SXUPERION – Endless Spiritual Embodiment

Gruppo:Sxuperion
Titolo:Endless Spiritual Embodiment
Anno:2019
Provenienza:U.S.A.
Etichetta:Bloody Mountain Records
Contatti:Facebook  Spotify
TRACKLIST

  1. Sacred Chamber Of Enlightement
  2. Phallic Point Of Periapsis
  3. Negative Interior Intersection
  4. Supposition Course
  5. Infinite Ethereal Vault
  6. Endless Embodiment
DURATA:34:51

Ogni tanto capita, in quest’epoca social e terribilmente comunicativa, di imbattersi per vie traverse in qualcuno che non ci sta. Senza entrare nel merito dell’opportunità di rinunciare al mondo della diffusione online (per coraggiosa o suicida che sia, si tratta sempre e comunque di una scelta insindacabile dell’artista in questione e, quindi, da rispettare), nonostante la band non porti avanti di fatto alcuna attività nel mondo digitale, sono contento che Sxuperion si sia almeno appoggiato a una piccola agenzia promozionale e che questa sia arrivata fino a noi.

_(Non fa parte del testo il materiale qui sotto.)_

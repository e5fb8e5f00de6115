//! Device registry rows.

use chrono::{DateTime, Utc};
use rusqlite::{params, Connection, OptionalExtension};

use edgetrain_core::errors::{EdgeTrainError, EdgeTrainResult};
use edgetrain_core::models::{Device, DeviceStatus};

use super::{parse_enum, parse_opt_ts, parse_ts};
use crate::to_storage_err;

const TABLE: &str = "devices";

const DEVICE_COLUMNS: &str =
    "device_id, sample_count, last_trained_at, status, created_at, updated_at";

struct DeviceRow {
    device_id: String,
    sample_count: i64,
    last_trained_at: Option<String>,
    status: String,
    created_at: String,
    updated_at: String,
}

impl DeviceRow {
    fn from_row(row: &rusqlite::Row<'_>) -> rusqlite::Result<Self> {
        Ok(Self {
            device_id: row.get(0)?,
            sample_count: row.get(1)?,
            last_trained_at: row.get(2)?,
            status: row.get(3)?,
            created_at: row.get(4)?,
            updated_at: row.get(5)?,
        })
    }

    fn into_device(self) -> EdgeTrainResult<Device> {
        Ok(Device {
            device_id: self.device_id,
            sample_count: self.sample_count.max(0) as u64,
            last_trained_at: parse_opt_ts(TABLE, self.last_trained_at)?,
            status: parse_enum::<DeviceStatus>(TABLE, &self.status)?,
            created_at: parse_ts(TABLE, &self.created_at)?,
            updated_at: parse_ts(TABLE, &self.updated_at)?,
        })
    }
}

/// Insert an `idle` device row unless one exists. Returns whether it was new.
pub fn ensure_device(conn: &Connection, device_id: &str, now: DateTime<Utc>) -> EdgeTrainResult<bool> {
    let ts = now.to_rfc3339();
    let inserted = conn
        .execute(
            "INSERT OR IGNORE INTO devices (device_id, sample_count, status, created_at, updated_at)
             VALUES (?1, 0, ?2, ?3, ?3)",
            params![device_id, DeviceStatus::Idle.as_str(), ts],
        )
        .map_err(|e| to_storage_err(e.to_string()))?;
    Ok(inserted > 0)
}

pub fn get_device(conn: &Connection, device_id: &str) -> EdgeTrainResult<Option<Device>> {
    let row = conn
        .query_row(
            &format!("SELECT {DEVICE_COLUMNS} FROM devices WHERE device_id = ?1"),
            params![device_id],
            DeviceRow::from_row,
        )
        .optional()
        .map_err(|e| to_storage_err(e.to_string()))?;
    row.map(DeviceRow::into_device).transpose()
}

pub fn require_device(conn: &Connection, device_id: &str) -> EdgeTrainResult<Device> {
    get_device(conn, device_id)?.ok_or_else(|| EdgeTrainError::DeviceNotFound {
        id: device_id.to_string(),
    })
}

pub fn list_devices(conn: &Connection) -> EdgeTrainResult<Vec<Device>> {
    let mut stmt = conn
        .prepare(&format!("SELECT {DEVICE_COLUMNS} FROM devices ORDER BY device_id"))
        .map_err(|e| to_storage_err(e.to_string()))?;
    let rows = stmt
        .query_map([], DeviceRow::from_row)
        .map_err(|e| to_storage_err(e.to_string()))?;

    let mut devices = Vec::new();
    for row in rows {
        let row = row.map_err(|e| to_storage_err(e.to_string()))?;
        devices.push(row.into_device()?);
    }
    Ok(devices)
}

pub fn set_status(
    conn: &Connection,
    device_id: &str,
    status: DeviceStatus,
    now: DateTime<Utc>,
) -> EdgeTrainResult<()> {
    let updated = conn
        .execute(
            "UPDATE devices SET status = ?2, updated_at = ?3 WHERE device_id = ?1",
            params![device_id, status.as_str(), now.to_rfc3339()],
        )
        .map_err(|e| to_storage_err(e.to_string()))?;
    if updated == 0 {
        return Err(EdgeTrainError::DeviceNotFound {
            id: device_id.to_string(),
        });
    }
    Ok(())
}

/// Atomically bump the sample count and return the new value.
pub fn increment_sample_count(
    conn: &Connection,
    device_id: &str,
    now: DateTime<Utc>,
) -> EdgeTrainResult<u64> {
    let count: i64 = conn
        .query_row(
            "UPDATE devices SET sample_count = sample_count + 1, updated_at = ?2
             WHERE device_id = ?1
             RETURNING sample_count",
            params![device_id, now.to_rfc3339()],
            |row| row.get(0),
        )
        .optional()
        .map_err(|e| to_storage_err(e.to_string()))?
        .ok_or_else(|| EdgeTrainError::DeviceNotFound {
            id: device_id.to_string(),
        })?;
    Ok(count.max(0) as u64)
}

/// Zero the count, stamp `last_trained_at`, mark `ready`. Only ever called in
/// the same transaction that moves a job to `deployed`.
pub fn reset_after_deploy(
    conn: &Connection,
    device_id: &str,
    trained_at: DateTime<Utc>,
) -> EdgeTrainResult<()> {
    let ts = trained_at.to_rfc3339();
    let updated = conn
        .execute(
            "UPDATE devices
             SET sample_count = 0, last_trained_at = ?2, status = ?3, updated_at = ?2
             WHERE device_id = ?1",
            params![device_id, ts, DeviceStatus::Ready.as_str()],
        )
        .map_err(|e| to_storage_err(e.to_string()))?;
    if updated == 0 {
        return Err(EdgeTrainError::DeviceNotFound {
            id: device_id.to_string(),
        });
    }
    Ok(())
}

Matthew “Lord Sxuperion” Schott è un attivissimo veterano della scena più estrema californiana: da Mammoth Lakes, un posto sperduto nel centro dello Stato, lontanissimo dalle spiagge assolate e immerso nel verde dei parchi e nel bianco dei monti, Schott ha negli anni portato avanti una serie di progetti poi promossi tramite la propria etichetta, Bloody Mountain Records; che, va da sé, è un’etichetta completamente DIY, con copertine e libretti stampati su carta da fotocopie. Giusto qualche mese fa abbiamo anche parlato di uno di questi, i Valdur, di cui il californiano è il batterista dal lontano 1999, dicendo senza mezzi termini che si trattava di una proposta per pochi: un misto black-death molto poco piacevole, dalla produzione fumosa e, in generale, poco adatto ai non integralisti del metallo più becero. Ecco, con il suo progetto solista Schott sposta l’asticella un po’ di più verso il death metal, ma neanche troppo.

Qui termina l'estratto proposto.